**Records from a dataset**
········

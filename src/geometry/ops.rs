//! Predicates and set operations between shapes.
//!
//! All predicates treat touching as intersecting.

use super::{Point, Polygon, Polyline};

/// Tolerance for collinearity when subtracting overlapping line work.
const COLLINEAR_EPS: f64 = 1e-9;

fn orientation(a: Point, b: Point, c: Point) -> f64 {
    (b - a).cross(c - a)
}

fn on_segment(a: Point, b: Point, p: Point) -> bool {
    p.x >= a.x.min(b.x) && p.x <= a.x.max(b.x) && p.y >= a.y.min(b.y) && p.y <= a.y.max(b.y)
}

/// Returns `true` if closed segments `ab` and `cd` share at least one point.
#[must_use]
pub fn segments_intersect(a: Point, b: Point, c: Point, d: Point) -> bool {
    let o1 = orientation(a, b, c);
    let o2 = orientation(a, b, d);
    let o3 = orientation(c, d, a);
    let o4 = orientation(c, d, b);

    if ((o1 > 0.0 && o2 < 0.0) || (o1 < 0.0 && o2 > 0.0))
        && ((o3 > 0.0 && o4 < 0.0) || (o3 < 0.0 && o4 > 0.0))
    {
        return true;
    }

    (o1 == 0.0 && on_segment(a, b, c))
        || (o2 == 0.0 && on_segment(a, b, d))
        || (o3 == 0.0 && on_segment(c, d, a))
        || (o4 == 0.0 && on_segment(c, d, b))
}

/// Point-in-polygon by ray casting; points on the boundary count as inside.
#[must_use]
pub fn contains_point(polygon: &Polygon, p: Point) -> bool {
    let mut inside = false;
    for (a, b) in polygon.edges() {
        if orientation(a, b, p) == 0.0 && on_segment(a, b, p) {
            return true;
        }
        if (a.y > p.y) != (b.y > p.y) {
            let x = (b.x - a.x) * (p.y - a.y) / (b.y - a.y) + a.x;
            if p.x < x {
                inside = !inside;
            }
        }
    }
    inside
}

/// Returns `true` if two filled polygons share at least one point.
#[must_use]
pub fn polygons_intersect(a: &Polygon, b: &Polygon) -> bool {
    if a.vertices().is_empty() || b.vertices().is_empty() {
        return false;
    }
    for (p, q) in a.edges() {
        for (r, s) in b.edges() {
            if segments_intersect(p, q, r, s) {
                return true;
            }
        }
    }
    contains_point(b, a.vertices()[0]) || contains_point(a, b.vertices()[0])
}

/// Returns `true` if a polyline touches or enters a filled polygon.
#[must_use]
pub fn polyline_intersects_polygon(line: &Polyline, polygon: &Polygon) -> bool {
    let Some(first) = line.start() else {
        return false;
    };
    if polygon.vertices().is_empty() {
        return false;
    }
    if contains_point(polygon, first) {
        return true;
    }
    line.segments()
        .any(|(p, q)| polygon.edges().any(|(r, s)| segments_intersect(p, q, r, s)))
}

/// Area of the intersection of `subject` with a convex `clip` polygon
/// (Sutherland–Hodgman). The subject may be concave.
#[must_use]
pub fn convex_intersection_area(subject: &Polygon, clip: &Polygon) -> f64 {
    let clip_vertices: Vec<Point> = if clip.signed_area() < 0.0 {
        clip.vertices().iter().rev().copied().collect()
    } else {
        clip.vertices().to_vec()
    };
    if clip_vertices.len() < 3 {
        return 0.0;
    }

    let mut output: Vec<Point> = subject.vertices().to_vec();
    let n = clip_vertices.len();
    for i in 0..n {
        if output.is_empty() {
            break;
        }
        let (ca, cb) = (clip_vertices[i], clip_vertices[(i + 1) % n]);
        let inside = |p: Point| orientation(ca, cb, p) >= 0.0;
        let input = std::mem::take(&mut output);
        let m = input.len();
        for j in 0..m {
            let current = input[j];
            let previous = input[(j + m - 1) % m];
            match (inside(previous), inside(current)) {
                (true, true) => output.push(current),
                (true, false) => output.push(line_crossing(previous, current, ca, cb)),
                (false, true) => {
                    output.push(line_crossing(previous, current, ca, cb));
                    output.push(current);
                }
                (false, false) => {}
            }
        }
    }

    Polygon::new(output).area()
}

/// Intersection of segment `pq` with the infinite line through `ab`.
fn line_crossing(p: Point, q: Point, a: Point, b: Point) -> Point {
    let d = q - p;
    let e = b - a;
    let denom = d.cross(e);
    if denom == 0.0 {
        return q;
    }
    let t = (a - p).cross(e) / denom;
    p + d * t
}

/// Portions of `target` not covered by `cutter`.
///
/// Only collinear overlap removes line work; crossings leave the target
/// intact. Consecutive surviving pieces are re-joined.
#[must_use]
pub fn polyline_difference(target: &Polyline, cutter: &Polyline) -> Vec<Polyline> {
    let mut pieces: Vec<Polyline> = Vec::new();
    let mut current: Vec<Point> = Vec::new();

    for (a, b) in target.segments() {
        let dir = b - a;
        let len2 = dir.dot(dir);
        if len2 == 0.0 {
            continue;
        }

        let mut covered: Vec<(f64, f64)> = cutter
            .segments()
            .filter_map(|(c, d)| collinear_overlap(a, dir, len2, c, d))
            .collect();
        covered.sort_by(|x, y| x.0.total_cmp(&y.0));

        let mut kept: Vec<(f64, f64)> = Vec::new();
        let mut cursor = 0.0_f64;
        for (lo, hi) in covered {
            if lo > cursor {
                kept.push((cursor, lo));
            }
            cursor = cursor.max(hi);
        }
        if cursor < 1.0 {
            kept.push((cursor, 1.0));
        }

        for (lo, hi) in kept {
            let start = if lo == 0.0 { a } else { a + dir * lo };
            let end = if hi == 1.0 { b } else { a + dir * hi };
            if current.last().map(|p| p.key()) == Some(start.key()) {
                current.push(end);
            } else {
                if current.len() >= 2 {
                    pieces.push(Polyline::new(std::mem::take(&mut current)));
                }
                current = vec![start, end];
            }
        }
    }
    if current.len() >= 2 {
        pieces.push(Polyline::new(current));
    }
    pieces
}

/// Parameter interval along `a + t·dir` covered by segment `cd`, if `cd` is
/// collinear with it and overlaps with positive length.
fn collinear_overlap(a: Point, dir: Point, len2: f64, c: Point, d: Point) -> Option<(f64, f64)> {
    let scale = len2.sqrt();
    if (dir.cross(c - a) / scale).abs() > COLLINEAR_EPS || (dir.cross(d - a) / scale).abs() > COLLINEAR_EPS {
        return None;
    }
    let tc = (c - a).dot(dir) / len2;
    let td = (d - a).dot(dir) / len2;
    let lo = tc.min(td).max(0.0);
    let hi = tc.max(td).min(1.0);
    (hi > lo).then_some((lo, hi))
}

#[cfg(test)]
mod tests {
    use super::*;

    fn square(x0: f64, y0: f64, size: f64) -> Polygon {
        Polygon::from_corners(Point::new(x0, y0), Point::new(x0 + size, y0 + size))
    }

    #[test]
    fn touching_segments_intersect() {
        assert!(segments_intersect(
            Point::new(0.0, 0.0),
            Point::new(1.0, 0.0),
            Point::new(1.0, 0.0),
            Point::new(1.0, 1.0),
        ));
        assert!(!segments_intersect(
            Point::new(0.0, 0.0),
            Point::new(1.0, 0.0),
            Point::new(0.0, 1.0),
            Point::new(1.0, 1.0),
        ));
    }

    #[test]
    fn nested_polygons_intersect() {
        assert!(polygons_intersect(&square(0.0, 0.0, 10.0), &square(2.0, 2.0, 1.0)));
        assert!(polygons_intersect(&square(2.0, 2.0, 1.0), &square(0.0, 0.0, 10.0)));
        assert!(!polygons_intersect(&square(0.0, 0.0, 1.0), &square(5.0, 5.0, 1.0)));
    }

    #[test]
    fn clip_area_of_overlapping_squares() {
        let a = square(0.0, 0.0, 2.0);
        let b = square(1.0, 1.0, 2.0);
        assert!((convex_intersection_area(&a, &b) - 1.0).abs() < 1e-12);
        assert!(convex_intersection_area(&a, &square(5.0, 5.0, 1.0)).abs() < 1e-12);
    }

    #[test]
    fn clip_concave_subject() {
        // L-shape of area 3 clipped by the unit square at its corner
        let l = Polygon::new(vec![
            Point::new(0.0, 0.0),
            Point::new(2.0, 0.0),
            Point::new(2.0, 1.0),
            Point::new(1.0, 1.0),
            Point::new(1.0, 2.0),
            Point::new(0.0, 2.0),
        ]);
        assert!((convex_intersection_area(&l, &square(0.0, 0.0, 2.0)) - 3.0).abs() < 1e-12);
        assert!((convex_intersection_area(&l, &square(1.0, 1.0, 1.0))).abs() < 1e-12);
    }

    #[test]
    fn difference_removes_shared_edge() {
        let target = Polyline::new(vec![
            Point::new(0.0, 0.0),
            Point::new(4.0, 0.0),
            Point::new(4.0, 1.0),
        ]);
        let cutter = Polyline::segment(Point::new(1.0, 0.0), Point::new(2.0, 0.0));
        let pieces = polyline_difference(&target, &cutter);
        assert_eq!(pieces.len(), 2);
        assert_eq!(pieces[0].points(), &[Point::new(0.0, 0.0), Point::new(1.0, 0.0)]);
        assert_eq!(
            pieces[1].points(),
            &[Point::new(2.0, 0.0), Point::new(4.0, 0.0), Point::new(4.0, 1.0)]
        );
    }

    #[test]
    fn difference_of_duplicate_is_empty() {
        let line = Polyline::segment(Point::new(0.0, 0.0), Point::new(1.0, 1.0));
        assert!(polyline_difference(&line, &line.reversed()).is_empty());
    }

    #[test]
    fn polyline_inside_polygon_intersects() {
        let line = Polyline::segment(Point::new(1.0, 1.0), Point::new(2.0, 2.0));
        assert!(polyline_intersects_polygon(&line, &square(0.0, 0.0, 5.0)));
        assert!(!polyline_intersects_polygon(&line, &square(10.0, 10.0, 1.0)));
    }
}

········

**Directions for this task**
Taking the entries above, restate exactly those lines that fall between the line with "let mut current: Vec<Point> = Vec::new();" and the line with "if cursor <", keeping both of those lines too.

**Result of this exercise**
    let mut current: Vec<Point> = Vec::new();

    for (a, b) in target.segments() {
        let dir = b - a;
        let len2 = dir.dot(dir);
        if len2 == 0.0 {
            continue;
        }

        let mut covered: Vec<(f64, f64)> = cutter
            .segments()
            .filter_map(|(c, d)| collinear_overlap(a, dir, len2, c, d))
            .collect();
        covered.sort_by(|x, y| x.0.total_cmp(&y.0));

        let mut kept: Vec<(f64, f64)> = Vec::new();
        let mut cursor = 0.0_f64;
        for (lo, hi) in covered {
            if lo > cursor {
                kept.push((cursor, lo));
            }
            cursor = cursor.max(hi);
        }
        if cursor < 1.0 {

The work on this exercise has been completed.